● **Data excerpts**
====================
//! Client session management for OCOP.
//!
//! This crate owns the client's answer to "who is the current user, and is
//! that belief still valid?":
//!
//! 1. **Authentication** — talking to the backend through the
//!    [`AuthGateway`] trait
//! 2. **Persistence** — keeping the credential across restarts via a
//!    [`CredentialStore`]
//! 3. **Lifecycle** — the [`SessionManager`] state machine: reconcile at
//!    startup, log in, log out, clear errors
//!
//! # How it fits in the stack
//!
//! ```text
//! UI surfaces (above)  ← observe Session snapshots, call the four operations
//!     ↕
//! Session Layer (this crate)  ← state machine + credential persistence
//!     ↕
//! Protocol Layer (below)  ← Principal, Credential, AuthFailure
//! ```

#![allow(async_fn_in_trait)]

mod auth;
mod error;
mod manager;
mod session;
mod store;

pub use auth::AuthGateway;
pub use error::{SessionError, StoreError};
pub use manager::SessionManager;
pub use session::{Access, Session, SessionState};
pub use store::{CredentialStore, FileCredentialStore, MemoryCredentialStore};
//! # OCOP
//!
//! Client core shared by the OCOP web admin, mobile admin and storefront.
//!
//! Two concerns live here: knowing who the current user is (and whether
//! that is still true), and turning the catalog's image references into
//! URLs a screen can render. A surface builds one [`Client`], calls
//! [`Client::start`] once, and then reads its session and resolver.
//!
//! ## Quick Start
//!
//! ```rust,no_run
//! use ocop::prelude::*;
//!
//! # async fn run() -> Result<(), OcopError> {
//! let client = Client::builder()
//!     .config(ClientConfig::from_env()?)
//!     .build()?;
//!
//! client.start().await;
//! if client.access() == Access::Denied {
//!     let principal = client.session().login("admin@ocop.vn", "secret").await?;
//!     println!("hello {}", principal.display_name());
//! }
//!
//! let cover = client.cover_image_url(&[ImageRef::primary("/uploads/a.png")]);
//! # let _ = cover;
//! # Ok(())
//! # }
//! ```

mod client;
mod config;
mod error;
mod logging;

pub use client::{Client, ClientBuilder, ConfiguredStore};
pub use config::{ClientConfig, DEFAULT_CREDENTIAL_FILE, Surface};
pub use error::OcopError;
pub use logging::init_tracing;

pub use ocop_media as media;
pub use ocop_protocol as protocol;
pub use ocop_session as session;
pub use ocop_transport as transport;

pub mod prelude {
    //! Everything a surface usually needs, in one import.

    pub use crate::{
        Client, ClientBuilder, ClientConfig, OcopError, Surface, init_tracing,
    };
    pub use ocop_media::{ImageRef, Resolver, ResolverConfig};
    pub use ocop_protocol::{Credential, FailureKind, Principal, Role};
    pub use ocop_session::{
        Access, AuthGateway, CredentialStore, FileCredentialStore,
        MemoryCredentialStore, Session, SessionError, SessionManager,
        SessionState,
    };
    pub use ocop_transport::HttpGateway;
}
//! HTTP gateway implementation using `reqwest`.

use std::time::Duration;

use ocop_protocol::{
    AuthFailure, Codec, Credential, JsonCodec, LoginGrant, LoginRequest,
    Principal, interpret,
};
use ocop_session::AuthGateway;
use reqwest::StatusCode;
use reqwest::header::{ACCEPT, AUTHORIZATION, CONTENT_TYPE};

use crate::{DEFAULT_TIMEOUT, Endpoints, TransportError, normalize_base_url};

/// An [`AuthGateway`] over the backend's REST API.
///
/// Status codes and bodies are mapped like this:
///
/// | response                               | result                         |
/// |----------------------------------------|--------------------------------|
/// | no response (connect error, timeout)   | `NetworkFailure`               |
/// | 401 / 403                              | `InvalidCredentials` + message |
/// | 5xx                                    | `ServerError` + message        |
/// | anything else                          | whatever the envelope says     |
pub struct HttpGateway<C: Codec = JsonCodec> {
    client: reqwest::Client,
    base_url: String,
    endpoints: Endpoints,
    codec: C,
}

impl HttpGateway<JsonCodec> {
    /// Creates a gateway with default endpoints and timeout.
    ///
    /// # Errors
    /// See [`HttpGatewayBuilder::build`].
    pub fn new(base_url: &str) -> Result<Self, TransportError> {
        Self::builder(base_url).build()
    }

    /// Starts configuring a gateway rooted at `base_url`
    /// (e.g. `http://localhost:5000/api`).
    pub fn builder(base_url: &str) -> HttpGatewayBuilder {
        HttpGatewayBuilder::new(base_url)
    }
}

impl<C: Codec> HttpGateway<C> {
    /// The normalized API base URL.
    pub fn base_url(&self) -> &str {
        &self.base_url
    }

    fn url(&self, path: &str) -> String {
        format!("{}{}", self.base_url, path)
    }

    /// Sends a request and reads the whole body. Anything that prevents a
    /// complete response from arriving is a network failure.
    async fn exchange(
        &self,
        request: reqwest::RequestBuilder,
    ) -> Result<(StatusCode, Vec<u8>), AuthFailure> {
        let response = request
            .header(ACCEPT, self.codec.content_type())
            .send()
            .await
            .map_err(network_failure)?;
        let status = response.status();
        let body = response.bytes().await.map_err(network_failure)?;
        tracing::debug!(%status, bytes = body.len(), "auth response received");
        Ok((status, body.to_vec()))
    }

    /// Applies the status-code half of the mapping. Returns `Ok(())` when
    /// the body should decide.
    fn check_status(
        &self,
        status: StatusCode,
        body: &[u8],
    ) -> Result<(), AuthFailure> {
        if status == StatusCode::UNAUTHORIZED || status == StatusCode::FORBIDDEN {
            return Err(AuthFailure::invalid_credentials(interpret::message(
                &self.codec,
                body,
            )));
        }
        if status.is_server_error() {
            return Err(AuthFailure::server_error(interpret::message(
                &self.codec,
                body,
            )));
        }
        Ok(())
    }
}

impl<C: Codec> AuthGateway for HttpGateway<C> {
    async fn login(
        &self,
        identifier: &str,
        secret: &str,
    ) -> Result<LoginGrant, AuthFailure> {
        let body = self.codec.encode(&LoginRequest::new(identifier, secret))?;
        let url = self.url(&self.endpoints.login);
        tracing::debug!(%url, "sending login request");

        let request = self
            .client
            .post(&url)
            .header(CONTENT_TYPE, self.codec.content_type())
            .body(body);
        let (status, body) = self.exchange(request).await?;

        self.check_status(status, &body)?;
        interpret::login(&self.codec, &body)
    }

    async fn who_am_i(
        &self,
        credential: &Credential,
    ) -> Result<Principal, AuthFailure> {
        let url = self.url(&self.endpoints.who_am_i);
        tracing::debug!(%url, "sending who-am-i request");

        let request = self
            .client
            .get(&url)
            .header(AUTHORIZATION, credential.bearer());
        let (status, body) = self.exchange(request).await?;

        self.check_status(status, &body)?;
        interpret::who_am_i(&self.codec, &body)
    }
}

fn network_failure(e: reqwest::Error) -> AuthFailure {
    tracing::debug!(error = %e, timeout = e.is_timeout(), "auth request failed");
    AuthFailure::network()
}

// ---------------------------------------------------------------------------
// HttpGatewayBuilder
// ---------------------------------------------------------------------------

/// Builder for [`HttpGateway`].
///
/// ```rust,no_run
/// use std::time::Duration;
/// use ocop_transport::HttpGateway;
///
/// let gateway = HttpGateway::builder("http://localhost:5000/api")
///     .timeout(Duration::from_secs(5))
///     .build()?;
/// # Ok::<(), ocop_transport::TransportError>(())
/// ```
#[derive(Debug, Clone)]
pub struct HttpGatewayBuilder {
    base_url: String,
    timeout: Duration,
    endpoints: Endpoints,
}

impl HttpGatewayBuilder {
    /// Creates a builder with default endpoints and timeout.
    pub fn new(base_url: &str) -> Self {
        Self {
            base_url: base_url.to_string(),
            timeout: DEFAULT_TIMEOUT,
            endpoints: Endpoints::default(),
        }
    }

    /// Sets the per-request timeout. A timed-out request is a network
    /// failure.
    pub fn timeout(mut self, timeout: Duration) -> Self {
        self.timeout = timeout;
        self
    }

    /// Overrides the endpoint paths.
    pub fn endpoints(mut self, endpoints: Endpoints) -> Self {
        self.endpoints = endpoints;
        self
    }

    /// Builds the gateway with [`JsonCodec`].
    ///
    /// # Errors
    /// - [`TransportError::InvalidBaseUrl`] — empty or non-`http(s)` base
    /// - [`TransportError::Client`] — the HTTP client couldn't be built
    pub fn build(self) -> Result<HttpGateway<JsonCodec>, TransportError> {
        self.build_with_codec(JsonCodec)
    }

    /// Builds the gateway with a custom codec.
    ///
    /// # Errors
    /// Same as [`build`](Self::build).
    pub fn build_with_codec<C: Codec>(
        self,
        codec: C,
    ) -> Result<HttpGateway<C>, TransportError> {
        let base_url = normalize_base_url(&self.base_url)?;
        let client = reqwest::Client::builder()
            .timeout(self.timeout)
            .build()
            .map_err(TransportError::Client)?;

        tracing::info!(%base_url, "HTTP auth gateway ready");
        Ok(HttpGateway {
            client,
            base_url,
            endpoints: self.endpoints,
            codec,
        })
    }
}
====================
● **Brief**
Where a line of the data includes the string "ClientConfig", list that line.

● **Response**
//!     .config(ClientConfig::from_env()?)
pub use config::{ClientConfig, DEFAULT_CREDENTIAL_FILE, Surface};
        Client, ClientBuilder, ClientConfig, OcopError, Surface, init_tracing,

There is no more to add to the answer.